Innovation (20 Points)

Does the application challenge and seek to shift current research paradigms by utilizing novel theoretical concepts, approaches or methodologies, or interventions? Are the concepts, approaches or methodologies, or interventions novel to one field of research or novel in a broad sense? Is a refinement, improvement, or new application of theoretical concepts, approaches or methodologies, or interventions proposed?

Approach (30 Points)

Are the overall strategy, methodology, and analyses well-reasoned and appropriate to accomplish the specific aims of the project? Have the investigators included plans to address weaknesses in the rigor of prior research that serves as the key support for the proposed project? Have the investigators presented strategies to ensure a robust and unbiased approach, as appropriate for the work proposed? Are potential problems, alternative strategies, and benchmarks for success presented? If the project is in the early stages of development, will the strategy establish feasibility and will particularly risky aspects be managed

Applicants will be notified of award decisions by May 21, 2021. Applicants may or may not receive review feedback.

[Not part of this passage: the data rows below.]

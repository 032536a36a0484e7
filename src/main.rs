//! Expose files and block devices as entries of a read-only FUSE directory.
use std::path::PathBuf;

use clap::Parser;
use tracing::error;

mod app_config;
mod daemon;
mod trc;

use crate::app_config::{Config, SourceConfig};
use crate::trc::Trc;

#[derive(Parser)]
#[command(
    version,
    about = "Expose files and block devices as a read-only directory."
)]
struct Args {
    #[arg(
        short,
        long,
        value_parser,
        help = "Optional path to an exposefs config TOML."
    )]
    config_path: Option<PathBuf>,

    /// Where to mount the filesystem. Overrides the config file.
    #[arg(short, long, env = "EXPOSEFS_MOUNT_POINT")]
    mount_point: Option<PathBuf>,

    /// Appended to names derived from source paths, e.g. ".iso". Overrides the config file.
    #[arg(long)]
    name_suffix: Option<String>,

    /// Files or block devices to expose, listed after those from the config file.
    sources: Vec<PathBuf>,
}

impl Args {
    fn apply_to(self, mut config: Config) -> Config {
        if let Some(mount_point) = self.mount_point {
            config.mount_point = mount_point;
        }
        if let Some(name_suffix) = self.name_suffix {
            config.name_suffix = name_suffix;
        }
        config
            .sources
            .extend(self.sources.into_iter().map(|path| SourceConfig { path, name: None }));
        config
    }
}

/// Main entry point for the application.
fn main() {
    let args = Args::parse();

    // Load config first so a broken file is reported before anything is mounted.
    // Errors use eprintln since tracing isn't initialized yet.
    let config = Config::load_or_default(args.config_path.as_deref()).unwrap_or_else(|e| {
        eprintln!("Failed to load configuration: {e}");
        std::process::exit(1);
    });
    let config = args.apply_to(config);
    if let Err(error_messages) = config.validate() {
        eprintln!("Configuration is invalid.");
        for msg in &error_messages {
            eprintln!(" - {msg}");
        }
        std::process::exit(1);
    }

    if let Err(e) = Trc::default().init() {
        eprintln!(
            "Failed to initialize logging. Without logging, we can't provide any useful error \
             messages, so we have to exit: {e}"
        );
        std::process::exit(1);
    }

    if let Err(e) = daemon::spawn(config) {
        error!("exposefs failed: {e}");
        std::process::exit(1);
    }
}
//! Backing resources: the files and block devices exposed inside the mount.
//!
//! A [`BackingSet`] is assembled once before mounting and never changes afterwards. Every entry
//! holds its resource open for the lifetime of the set; handles close when the set is dropped.

use std::collections::HashSet;
use std::ffi::{OsStr, OsString};
use std::fs::File;
use std::io::{Seek as _, SeekFrom};
use std::os::unix::ffi::OsStrExt as _;
use std::path::{Path, PathBuf};
use std::time::SystemTime;

use thiserror::Error;
use tracing::{info, warn};

/// Where to find a backing resource and, optionally, what to call it.
#[derive(Debug, Clone, PartialEq, Eq)]
pub struct BackingSource {
    /// Path of the file or block device.
    pub path: PathBuf,
    /// Name to expose it under. Derived from the path when absent.
    pub name: Option<OsString>,
}

impl BackingSource {
    /// A source exposed under its derived name.
    pub fn new(path: impl Into<PathBuf>) -> Self {
        Self {
            path: path.into(),
            name: None,
        }
    }

    /// A source exposed under an explicit name.
    pub fn named(path: impl Into<PathBuf>, name: impl Into<OsString>) -> Self {
        Self {
            path: path.into(),
            name: Some(name.into()),
        }
    }

    /// The name this source is exposed under: the explicit name if any, else the last path
    /// component followed by `suffix`.
    fn display_name(&self, suffix: &str) -> Result<OsString, BackingSetError> {
        if let Some(name) = &self.name {
            return Ok(name.clone());
        }

        let mut name = self
            .path
            .file_name()
            .ok_or_else(|| BackingSetError::NoFileName(self.path.clone()))?
            .to_owned();
        name.push(suffix);
        Ok(name)
    }
}

/// Why a [`BackingSet`] could not be assembled.
#[derive(Debug, Error)]
pub enum BackingSetError {
    /// The resource could not be opened or measured.
    #[error("failed to open backing resource '{}': {source}", .path.display())]
    Open {
        /// The resource's path.
        path: PathBuf,
        /// The underlying failure.
        #[source]
        source: std::io::Error,
    },

    /// No name was given and the path has no last component.
    #[error("backing path '{}' has no final component to derive a name from", .0.display())]
    NoFileName(PathBuf),

    /// The name is empty, `.`, `..` or contains `/`.
    #[error("invalid entry name {0:?}")]
    InvalidName(OsString),

    /// Two sources share a name.
    #[error("duplicate entry name {0:?}")]
    DuplicateName(OsString),
}

/// Whether `name` can appear as a single entry of a flat directory.
pub fn is_valid_entry_name(name: &OsStr) -> bool {
    let bytes = name.as_bytes();
    !bytes.is_empty() && bytes != b"." && bytes != b".." && !bytes.contains(&b'/')
}

/// Current length of an open resource.
///
/// Regular files answer through `fstat`. Block devices report zero there, so anything that is
/// not a regular file is measured by seeking to its end. Reads are positioned, so moving the
/// shared cursor is harmless.
fn probe_size(file: &File) -> std::io::Result<u64> {
    let meta = file.metadata()?;
    if meta.file_type().is_file() {
        return Ok(meta.len());
    }

    let mut cursor = file;
    cursor.seek(SeekFrom::End(0))
}

/// A probed size, or 0 with a warning when the probe failed.
fn size_or_zero(probed: std::io::Result<u64>, name: &OsStr, path: &Path) -> u64 {
    probed.unwrap_or_else(|e| {
        warn!(name = ?name, path = %path.display(), error = %e,
            "size probe failed, reporting an empty entry");
        0
    })
}

/// One exposed resource.
#[derive(Debug)]
pub struct BackingEntry {
    name: OsString,
    path: PathBuf,
    file: File,
    mount_size: u64,
}

impl BackingEntry {
    /// The name of this entry inside the mount.
    #[must_use]
    pub fn name(&self) -> &OsStr {
        &self.name
    }

    /// Where the resource was opened from.
    #[must_use]
    pub fn path(&self) -> &Path {
        &self.path
    }

    /// The shared, read-only handle. Only positioned reads may be issued against it.
    #[must_use]
    pub fn file(&self) -> &File {
        &self.file
    }

    /// The length recorded when the resource was opened.
    #[must_use]
    pub fn mount_size(&self) -> u64 {
        self.mount_size
    }

    /// Probe the resource's length now. Removable media may change between mount and query.
    pub fn probe_size(&self) -> std::io::Result<u64> {
        probe_size(&self.file)
    }

    /// The resource's current length, or 0 if the probe fails.
    #[must_use]
    pub fn current_size(&self) -> u64 {
        size_or_zero(self.probe_size(), &self.name, &self.path)
    }
}

/// The ordered, immutable collection of exposed resources.
///
/// Order is insertion order. It fixes both the directory listing order and each entry's index.
#[derive(Debug)]
pub struct BackingSet {
    entries: Vec<BackingEntry>,
    created_at: SystemTime,
}

impl BackingSet {
    /// A set with no entries. The mounted directory holds only `.` and `..`.
    #[must_use]
    pub fn empty() -> Self {
        Self {
            entries: Vec::new(),
            created_at: SystemTime::now(),
        }
    }

    /// Open every source read-only, in order.
    ///
    /// Fails on the first resource that cannot be opened or whose name is invalid or taken.
    pub fn open<I>(sources: I, name_suffix: &str) -> Result<Self, BackingSetError>
    where
        I: IntoIterator<Item = BackingSource>,
    {
        let mut entries = Vec::new();
        let mut seen = HashSet::new();

        for source in sources {
            let name = source.display_name(name_suffix)?;
            if !is_valid_entry_name(&name) {
                return Err(BackingSetError::InvalidName(name));
            }
            if !seen.insert(name.clone()) {
                return Err(BackingSetError::DuplicateName(name));
            }

            let file = File::open(&source.path).map_err(|source_err| BackingSetError::Open {
                path: source.path.clone(),
                source: source_err,
            })?;
            let mount_size = probe_size(&file).map_err(|source_err| BackingSetError::Open {
                path: source.path.clone(),
                source: source_err,
            })?;

            info!(name = ?name, path = %source.path.display(), size = mount_size,
                "Opened backing resource.");
            entries.push(BackingEntry {
                name,
                path: source.path,
                file,
                mount_size,
            });
        }

        Ok(Self {
            entries,
            created_at: SystemTime::now(),
        })
    }

    /// Number of entries.
    #[must_use]
    pub fn len(&self) -> usize {
        self.entries.len()
    }

    /// Whether the set has no entries.
    #[must_use]
    pub fn is_empty(&self) -> bool {
        self.entries.is_empty()
    }

    /// The entry at `index`.
    #[must_use]
    pub fn get(&self, index: usize) -> Option<&BackingEntry> {
        self.entries.get(index)
    }

    /// Entries in listing order.
    pub fn iter(&self) -> std::slice::Iter<'_, BackingEntry> {
        self.entries.iter()
    }

    /// Index of the first entry called `name`.
    #[must_use]
    pub fn position(&self, name: &OsStr) -> Option<usize> {
        self.entries.iter().position(|entry| entry.name.as_os_str() == name)
    }

    /// When the set was assembled. Reported as every node's timestamp.
    #[must_use]
    pub fn created_at(&self) -> SystemTime {
        self.created_at
    }
}

impl<'a> IntoIterator for &'a BackingSet {
    type Item = &'a BackingEntry;
    type IntoIter = std::slice::Iter<'a, BackingEntry>;

    fn into_iter(self) -> Self::IntoIter {
        self.iter()
    }
}

#[cfg(test)]
mod tests {
    use super::*;

    #[test]
    fn derived_name_appends_suffix_to_last_component() {
        let source = BackingSource::new("/dev/sr0");
        assert_eq!(source.display_name(".iso").ok(), Some(OsString::from("sr0.iso")));
    }

    #[test]
    fn explicit_name_ignores_suffix() {
        let source = BackingSource::named("/dev/sr0", "disc");
        assert_eq!(source.display_name(".iso").ok(), Some(OsString::from("disc")));
    }

    #[test]
    fn root_path_has_no_derivable_name() {
        let source = BackingSource::new("/");
        assert!(matches!(
            source.display_name(""),
            Err(BackingSetError::NoFileName(_))
        ));
    }

    #[test]
    fn failed_size_probe_reports_zero() {
        let err = std::io::Error::from_raw_os_error(libc::ENOMEDIUM);
        assert_eq!(
            size_or_zero(Err(err), OsStr::new("sr0"), Path::new("/dev/sr0")),
            0
        );
    }

    #[test]
    fn successful_size_probe_passes_through() {
        assert_eq!(
            size_or_zero(Ok(2048), OsStr::new("sr0"), Path::new("/dev/sr0")),
            2048
        );
    }

    #[test]
    fn entry_name_validation() {
        assert!(is_valid_entry_name(OsStr::new("hello")));
        assert!(is_valid_entry_name(OsStr::new(".hidden")));
        assert!(!is_valid_entry_name(OsStr::new("")));
        assert!(!is_valid_entry_name(OsStr::new(".")));
        assert!(!is_valid_entry_name(OsStr::new("..")));
        assert!(!is_valid_entry_name(OsStr::new("a/b")));
    }
}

Awards are generally subject to the terms and conditions, cost principles, and other considerations described in the HHS Grants Policy Statement (https://www.hhs.gov/sites/default/files/grants/grants/policies-regulations/hhsgps107.pdf). Additional funding restrictions and requirements may be part of any award.

Eligible Organizations

Higher Education Institutions

  • Public/State Controlled Institutions of Higher Education
  • Private Institutions of Higher Education

The following types of Higher Education Institutions are always encouraged to apply for FDA support as Public or Private Institutions of Higher Education:

  • Hispanic-serving Institutions
  • Historically Black Colleges and Universities (HBCUs)
  • Tribally Controlled Colleges and Universities (TCCUs)
  • Alaska Native and Native Hawaiian Serving Institutions
  • Asian American Native American Pacific Islander Serving Institutions (AANAPISIs)

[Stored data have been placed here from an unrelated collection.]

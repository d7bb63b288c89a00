//! Yamaha AVR compatible scheme
//!
//! Wire format `@ZONE:FUNCTION=VALUE`; a value of `?` polls. Example:
//! `@MAIN:PWR=?` is answered with `@MAIN:PWR=On` or `@MAIN:PWR=Standby`.

use super::Scheme;
use crate::codec::{ChildCodec, DecimalCodec, LineCodec, TranslationCodec};
use crate::error::Result;
use crate::value::{Value, VarKind};
use crate::variable::{Access, VarDef};
use std::sync::Arc;

/// Frames one `@ZONE:FUNCTION=` field
pub struct FunctionFrame {
    zone: String,
    function: String,
}

impl FunctionFrame {
    pub fn new(zone: impl Into<String>, function: impl Into<String>) -> Self {
        Self {
            zone: zone.into(),
            function: function.into(),
        }
    }

    fn code(&self, value: &str) -> String {
        format!("@{}:{}={}", self.zone, self.function, value)
    }
}

impl LineCodec for FunctionFrame {
    fn matches(&self, line: &str) -> bool {
        line.starts_with(&self.code(""))
    }

    fn poll_cmd(&self) -> Option<String> {
        Some(self.code("?"))
    }

    fn serialize(&self, value: &Value) -> Vec<String> {
        vec![self.code(&value.to_string())]
    }

    fn unserialize(&self, data: &[String]) -> Result<Value> {
        let line = data.first().map(String::as_str).unwrap_or_default();
        let payload = line.split_once('=').map(|(_, v)| v).unwrap_or(line);
        Ok(Value::Str(payload.to_string()))
    }
}

fn var(
    id: &str,
    zone: &str,
    function: &str,
    kind: VarKind,
    inner: Arc<dyn LineCodec>,
) -> VarDef {
    let codec = Arc::new(ChildCodec::new(
        Arc::new(FunctionFrame::new(zone, function)),
        inner,
    ));
    VarDef::new(id, kind, codec)
}

fn bool_var(id: &str, zone: &str, function: &str) -> VarDef {
    var(
        id,
        zone,
        function,
        VarKind::Bool,
        Arc::new(TranslationCodec::new([("On", true), ("Off", false)])),
    )
}

fn select_var(id: &str, zone: &str, function: &str, translation: &[(&str, &str)]) -> VarDef {
    let codec = TranslationCodec::new(translation.iter().map(|&(w, v)| (w, v)));
    let options = codec.options();
    var(
        id,
        zone,
        function,
        VarKind::Select { options },
        Arc::new(codec),
    )
}

fn tone_var(id: &str, function: &str) -> VarDef {
    var(
        id,
        "MAIN",
        function,
        VarKind::Decimal {
            min: -6.0,
            max: 6.0,
            step: 0.5,
        },
        Arc::new(DecimalCodec { decimals: 1 }),
    )
}

fn power_var(id: &str, zone: &str) -> VarDef {
    var(
        id,
        zone,
        "PWR",
        VarKind::Bool,
        Arc::new(TranslationCodec::new([("On", true), ("Standby", false)])),
    )
}

const SOURCES: &[(&str, &str)] = &[
    ("TUNER", "Tuner"),
    ("PHONO", "Phono"),
    ("HDMI1", "HDMI 1"),
    ("HDMI2", "HDMI 2"),
    ("HDMI3", "HDMI 3"),
    ("HDMI4", "HDMI 4"),
    ("HDMI5", "HDMI 5"),
    ("AV1", "AV 1"),
    ("AV2", "AV 2"),
    ("AV3", "AV 3"),
    ("AV4", "AV 4"),
    ("V-AUX", "V-AUX"),
    ("AUDIO1", "Audio 1"),
    ("AUDIO2", "Audio 2"),
    ("Bluetooth", "Bluetooth"),
    ("NET", "Net"),
    ("NET RADIO", "Net Radio"),
    ("PC", "PC"),
];

pub struct Yamaha;

impl Scheme for Yamaha {
    fn name(&self) -> &'static str {
        "yamaha"
    }

    fn description(&self) -> &'static str {
        "Yamaha AVR compatible"
    }

    fn pulse(&self) -> Option<String> {
        Some("@MAIN:PWR=?".to_string())
    }

    fn preload(&self) -> Vec<&'static str> {
        vec!["power", "main_power", "volume", "muted", "source"]
    }

    fn variables(&self) -> Vec<VarDef> {
        let mut defs = vec![power_var("power", "SYS")];

        for (zone, zone_id, zone_name) in [("MAIN", "", "Main Zone"), ("ZONE2", "zone2_", "Zone 2")]
        {
            defs.push(
                power_var(&format!("{}_power", zone.to_lowercase()), zone).category(zone_name),
            );
            defs.push(
                var(
                    &format!("{}volume", zone_id),
                    zone,
                    "VOL",
                    VarKind::Decimal {
                        min: -80.5,
                        max: 16.5,
                        step: 0.5,
                    },
                    Arc::new(DecimalCodec { decimals: 1 }),
                )
                .category(zone_name),
            );
            defs.push(bool_var(&format!("{}muted", zone_id), zone, "MUTE").category(zone_name));
            defs.push(
                select_var(&format!("{}source", zone_id), zone, "INP", SOURCES)
                    .category(zone_name),
            );
        }

        defs.push(select_var(
            "scene",
            "MAIN",
            "SCENE",
            &[
                ("Scene 1", "Scene 1"),
                ("Scene 2", "Scene 2"),
                ("Scene 3", "Scene 3"),
                ("Scene 4", "Scene 4"),
            ],
        ));
        defs.push(tone_var("bass", "SPBASS"));
        defs.push(tone_var("treble", "SPTREBLE"));
        defs.push(bool_var("pure_direct_mode", "MAIN", "PUREDIRMODE"));
        defs.push(bool_var("hdmi_out", "MAIN", "HDMIOUT"));

        // Cursor and menu only travel client-to-server
        defs.push(
            select_var(
                "cursor",
                "MAIN",
                "LISTCURSOR",
                &[
                    ("Down", "Down"),
                    ("Up", "Up"),
                    ("Left", "Left"),
                    ("Right", "Right"),
                    ("Sel", "Select"),
                    ("Back", "Back"),
                    ("Back to Home", "Home"),
                ],
            )
            .access(Access::WriteOnly),
        );
        defs.push(
            select_var(
                "menu",
                "MAIN",
                "LISTMENU",
                &[
                    ("On Screen", "On Screen"),
                    ("Top Menu", "Top Menu"),
                    ("Menu", "Menu"),
                    ("Option", "Option"),
                ],
            )
            .access(Access::WriteOnly),
        );

        defs.push(
            var(
                "name",
                "SYS",
                "MODELNAME",
                VarKind::Select {
                    options: Vec::new(),
                },
                Arc::new(ModelName),
            )
            .access(Access::ReadOnly)
            .default_value("Yamaha")
            .dummy_value("Yamaha RX-V771 Dummy"),
        );

        defs
    }
}

/// Free-form model name payload
struct ModelName;

impl LineCodec for ModelName {
    fn matches(&self, line: &str) -> bool {
        line != "?"
    }

    fn serialize(&self, value: &Value) -> Vec<String> {
        vec![value.to_string()]
    }

    fn unserialize(&self, data: &[String]) -> Result<Value> {
        Ok(Value::Str(data.join("")))
    }
}
impl ClientActor {
    async fn run(mut self) {
        loop {
            let delay = crate::transport::reconnect_delay(self.reconnects);
            if !delay.is_zero() {
                tracing::info!("connecting to {}:{} in {:?}", self.host, self.port, delay);
            }
            if self.idle_wait(delay).await {
                return;
            }
            let connect = TcpStream::connect((self.host.as_str(), self.port));
            let stream = match timeout(CONNECT_TIMEOUT, connect).await {
                Ok(Ok(stream)) => stream,
                Ok(Err(e)) => {
                    tracing::warn!("connect to {}:{} failed: {}", self.host, self.port, e);
                    self.reconnects += 1;
                    continue;
                }
                Err(_) => {
                    tracing::warn!("connect to {}:{} timed out", self.host, self.port);
                    self.reconnects += 1;
                    continue;
                }
            };

            tracing::info!("connected to {}:{}", self.host, self.port);
            self.pending_pulses = 0;
            let _ = self.connected_tx.send(true);
            self.engine.on_connected();
            let end = self.session(stream).await;

            let _ = self.connected_tx.send(false);
            self.engine.on_disconnected();
            self.publish_events();
            tracing::info!("disconnected from {}:{}", self.host, self.port);
            if matches!(end, SessionEnd::Shutdown) {
                return;
            }
        }
    }

    /// Serve commands while disconnected; true means shutdown
    async fn idle_wait(&mut self, delay: Duration) -> bool {
        let wake = tokio::time::Instant::now() + delay;
        loop {
            tokio::select! {
                cmd = self.cmd_rx.recv() => match cmd {
                    None | Some(Command::Shutdown) => return true,
                    Some(cmd) => self.handle_cmd_disconnected(cmd),
                },
                _ = tokio::time::sleep_until(wake) => return false,
            }
        }
    }

    fn handle_cmd_disconnected(&mut self, cmd: Command) {
        match cmd {
            Command::Get { id, reply } => {
                let _ = reply.send(self.lookup_value(&id));
            }
            Command::Subscribe { reply } => {
                let _ = reply.send(self.subscriber(false));
            }
            // A deferred call is dropped right away when polling its
            // variables is impossible
            Command::WaitFor { reply, .. } => {
                let _ = reply.send(Err(AvrError::NotConnected));
            }
            Command::Schedule { reply, .. } => {
                let _ = reply.send(Err(AvrError::NotConnected));
            }
            Command::RemoteSet { reply, .. } => {
                let _ = reply.send(Err(AvrError::NotConnected));
            }
            Command::Poll { reply, .. } => {
                let _ = reply.send(Err(AvrError::NotConnected));
            }
            Command::SendRaw { reply, .. } => {
                let _ = reply.send(Err(AvrError::NotConnected));
            }
            Command::Disconnect | Command::Shutdown => {}
        }
    }

    async fn session(&mut self, stream: TcpStream) -> SessionEnd {
        let (mut reader, mut writer) = stream.into_split();
        let mut framer = LineFramer::new();
        let mut read_buf = [0u8; 1024];
        let mut pulse_tick = interval(PULSE_INTERVAL);
        let mut housekeeping = interval(HOUSEKEEPING_INTERVAL);

        loop {
            if self.flush(&mut writer).await.is_err() {
                return SessionEnd::Lost;
            }
            tokio::select! {
                cmd = self.cmd_rx.recv() => {
                    match cmd {
                        None | Some(Command::Shutdown) => return SessionEnd::Shutdown,
                        Some(Command::Disconnect) => return SessionEnd::Lost,
                        Some(cmd) => {
                            if self.handle_cmd_connected(cmd, &mut writer).await.is_err() {
                                return SessionEnd::Lost;
                            }
                        }
                    }
                }
                read = reader.read(&mut read_buf) => {
                    match read {
                        Ok(0) => return SessionEnd::Lost,
                        Err(e) => {
                            tracing::warn!("read failed: {}", e);
                            return SessionEnd::Lost;
                        }
                        Ok(n) => {
                            for line in framer.push(&read_buf[..n]) {
                                tracing::debug!("recv: {:?}", line);
                                self.pending_pulses = 0;
                                self.reconnects = 0;
                                self.engine.handle_line(&line);
                            }
                        }
                    }
                }
                _ = pulse_tick.tick(), if self.pulse.is_some() => {
                    let exhausted = self.record_pulse();
                    let pulse = self.pulse.clone().unwrap_or_default();
                    if write_line(&mut writer, &pulse).await.is_err() {
                        return SessionEnd::Lost;
                    }
                    if exhausted {
                        tracing::warn!("pulse timed out, reconnecting");
                        self.reconnects += 1;
                        return SessionEnd::Lost;
                    }
                }
                _ = housekeeping.tick() => self.engine.check_timers(),
            }
        }
    }

    /// Count a pulse about to go out; true once the link counts as dead
    fn record_pulse(&mut self) -> bool {
        self.pending_pulses += 1;
        self.pending_pulses > MAX_PENDING_PULSES
    }

    /// Transmit queued lines and publish queued events
    async fn flush(&mut self, writer: &mut OwnedWriteHalf) -> std::io::Result<()> {
        for line in self.engine.take_out() {
            write_line(writer, &line).await?;
        }
        self.publish_events();
        Ok(())
    }

    fn publish_events(&mut self) {
        for event in self.engine.take_events() {
            let _ = self.events_tx.send(event);
        }
    }

    async fn handle_cmd_connected(
        &mut self,
        cmd: Command,
        writer: &mut OwnedWriteHalf,
    ) -> std::io::Result<()> {
        match cmd {
            Command::Get { id, reply } => {
                let _ = reply.send(self.lookup_value(&id));
            }
            Command::RemoteSet {
                id,
                value,
                force,
                reply,
            } => {
                let result = self
                    .engine
                    .registry
                    .lookup(&id)
                    .and_then(|vid| self.engine.remote_set(vid, value, force));
                let _ = reply.send(result);
            }
            Command::Poll { id, reply } => {
                let result = self.engine.registry.lookup(&id).map(|vid| {
                    self.engine.poll_var(vid);
                });
                let _ = reply.send(result);
            }
            Command::WaitFor {
                ids,
                deadline,
                reply,
            } => match self.resolve(&ids) {
                Ok(vids) => {
                    let (tx, rx) = oneshot::channel();
                    self.engine
                        .schedule("wait_for", vids, PendingAction::Notify(tx), Some(deadline));
                    self.engine.evaluate_pending();
                    let _ = reply.send(Ok(rx));
                }
                Err(e) => {
                    let _ = reply.send(Err(e));
                }
            },
            Command::Schedule { ids, f, reply } => match self.resolve(&ids) {
                Ok(vids) => {
                    self.engine.schedule(
                        "scheduled call",
                        vids,
                        PendingAction::Run(Box::new(move |engine: &mut Engine| {
                            f(&engine.registry)
                        })),
                        Some(MAX_CALL_DELAY),
                    );
                    self.engine.evaluate_pending();
                    let _ = reply.send(Ok(()));
                }
                Err(e) => {
                    let _ = reply.send(Err(e));
                }
            },
            Command::SendRaw { line, reply } => {
                let result = write_line(writer, &line).await;
                let failed = result.is_err();
                let _ = reply.send(result.map_err(AvrError::Io));
                if failed {
                    return Err(std::io::Error::other("write failed"));
                }
            }
            Command::Subscribe { reply } => {
                let _ = reply.send(self.subscriber(true));
            }
            Command::Disconnect | Command::Shutdown => unreachable!("handled by session loop"),
        }
        Ok(())
    }

    fn resolve(&self, ids: &[String]) -> Result<Vec<VarId>> {
        ids.iter().map(|id| self.engine.registry.lookup(id)).collect()
    }

    fn lookup_value(&self, id: &str) -> Result<Option<Value>> {
        let vid = self.engine.registry.lookup(id)?;
        Ok(self.engine.registry.get(vid).value().cloned())
    }

    fn subscriber(&self, connected: bool) -> EventReceiver {
        let mut replay = vec![if connected {
            VarEvent::Connected
        } else {
            VarEvent::Disconnected
        }];
        replay.extend(self.engine.snapshot());
        EventReceiver::new(replay, self.events_tx.subscribe())
    }
}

Nonprofits Other Than Institutions of Higher Education

  • Nonprofits with 501(c)(3) IRS Status (Other than Institutions of Higher Education)
  • Nonprofits without 501(c)(3) IRS Status (Other than Institutions of Higher Education)

For-Profit Organizations

  • Small Businesses
  • For-Profit Organizations (Other than Small Businesses)

Governments

  • State Governments
  • County Governments
  • City or Township Governments
  • Special District Governments
  • Indian/Native American Tribal Governments (Federally Recognized)
  • Indian/Native American Tribal Governments (Other than Federally Recognized)
  • U.S. Territory or Possession

Other

  • Independent School Districts
  • Public Housing Authorities/Indian Housing Authorities
  • Native American Tribal Organizations (other than Federally recognized tribal governments)
  • Faith-based or Community-based Organizations
  • Regional Organizations
  • Non-domestic (non-U.S.) Entities (Foreign Institutions)

Foreign Institutions

Non-domestic (non-U.S.) Entities (Foreign Institutions) are eligible to apply.

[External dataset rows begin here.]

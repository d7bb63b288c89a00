//! Protocol schemes
//!
//! A scheme is one receiver family's concrete protocol: its wire format
//! and its shared variable set, layered on the generic engine. Targets are
//! addressed as `scheme://host:port`.

use crate::error::{AvrError, Result};
use crate::variable::VarDef;

pub mod denon;
pub mod yamaha;

pub use denon::Denon;
pub use yamaha::Yamaha;

/// Default control port (telnet)
pub const DEFAULT_PORT: u16 = 23;

/// A wire-format and variable-set implementation for one receiver family
pub trait Scheme: Send + Sync {
    /// Identifier used in target URIs
    fn name(&self) -> &'static str;

    fn description(&self) -> &'static str;

    /// Keep-alive payload sent while connected, if the protocol needs one
    fn pulse(&self) -> Option<String> {
        None
    }

    /// Variable ids polled on every (re)connect
    fn preload(&self) -> Vec<&'static str> {
        Vec::new()
    }

    /// The scheme's shared variable declarations
    fn variables(&self) -> Vec<VarDef>;
}

/// Look up a scheme implementation by its URI name
pub fn scheme_for(name: &str) -> Result<Box<dyn Scheme>> {
    match name {
        "denon" => Ok(Box::new(Denon)),
        "yamaha" => Ok(Box::new(Yamaha)),
        other => Err(AvrError::UnknownScheme(other.to_string())),
    }
}

/// Parse a `scheme://host[:port]` target address
pub fn parse_uri(uri: &str) -> Result<(Box<dyn Scheme>, String, u16)> {
    let (name, rest) = uri
        .split_once("://")
        .ok_or_else(|| AvrError::InvalidUri(uri.to_string()))?;
    let scheme = scheme_for(name)?;
    let (host, port) = match rest.rsplit_once(':') {
        Some((host, port)) => {
            let port = port
                .parse::<u16>()
                .map_err(|_| AvrError::InvalidUri(uri.to_string()))?;
            (host, port)
        }
        None => (rest, DEFAULT_PORT),
    };
    if host.is_empty() {
        return Err(AvrError::InvalidUri(uri.to_string()));
    }
    Ok((scheme, host.to_string(), port))
}

#[cfg(test)]
mod tests {
    use super::*;

    #[test]
    fn parse_uri_forms() {
        let (scheme, host, port) = parse_uri("yamaha://10.0.0.5:50000").unwrap();
        assert_eq!(scheme.name(), "yamaha");
        assert_eq!(host, "10.0.0.5");
        assert_eq!(port, 50000);

        let (scheme, host, port) = parse_uri("denon://avr.local").unwrap();
        assert_eq!(scheme.name(), "denon");
        assert_eq!(host, "avr.local");
        assert_eq!(port, DEFAULT_PORT);

        assert!(matches!(
            parse_uri("bogus://h:1"),
            Err(AvrError::UnknownScheme(_))
        ));
        assert!(matches!(parse_uri("denon"), Err(AvrError::InvalidUri(_))));
        assert!(matches!(
            parse_uri("denon://h:notaport"),
            Err(AvrError::InvalidUri(_))
        ));
    }

    #[test]
    fn shipped_schemes_have_unique_var_ids() {
        for scheme in [scheme_for("denon").unwrap(), scheme_for("yamaha").unwrap()] {
            let defs = scheme.variables();
            let mut ids: Vec<_> = defs.iter().map(|d| d.id.clone()).collect();
            ids.sort();
            let before = ids.len();
            ids.dedup();
            assert_eq!(before, ids.len(), "duplicate id in {}", scheme.name());
        }
    }
}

Non-domestic (non-U.S.) components of U.S. Organizations are eligible to apply.

Foreign components, as defined in the HHS Grants Policy Statement (https://www.hhs.gov/sites/default/files/grants/grants/policies-regulations/hhsgps107.pdf), are allowed.

Application Submission Contact: complexgenerics@rx.umaryland.edu

[1] Sharan S, Fang L, Lukacova V, Chen X, Hooker AC, Karlsson MO. Model-Informed Drug Development for Long-Acting Injectable Products: Summary of American College of Clinical Pharmacology Symposium. Clin Pharmacol Drug Dev. 2021 Mar;10(3):220-228. ; Zhao, L., Kim, M.‐J., Zhang, L. and Lionberger, R. (2019), Generating Model Integrated Evidence for Generic Drug Development and Assessment. Clin. Pharmacol. Ther., 105: 338-349.

[2] By accepting the award, the awardee agrees that the material presented at the workshop and the content of the final report can become a part of a manuscript for hers/his study. The awardee agrees to collaborate with the workshop organizers and other presenters in drafting a manuscript to summarize the workshop.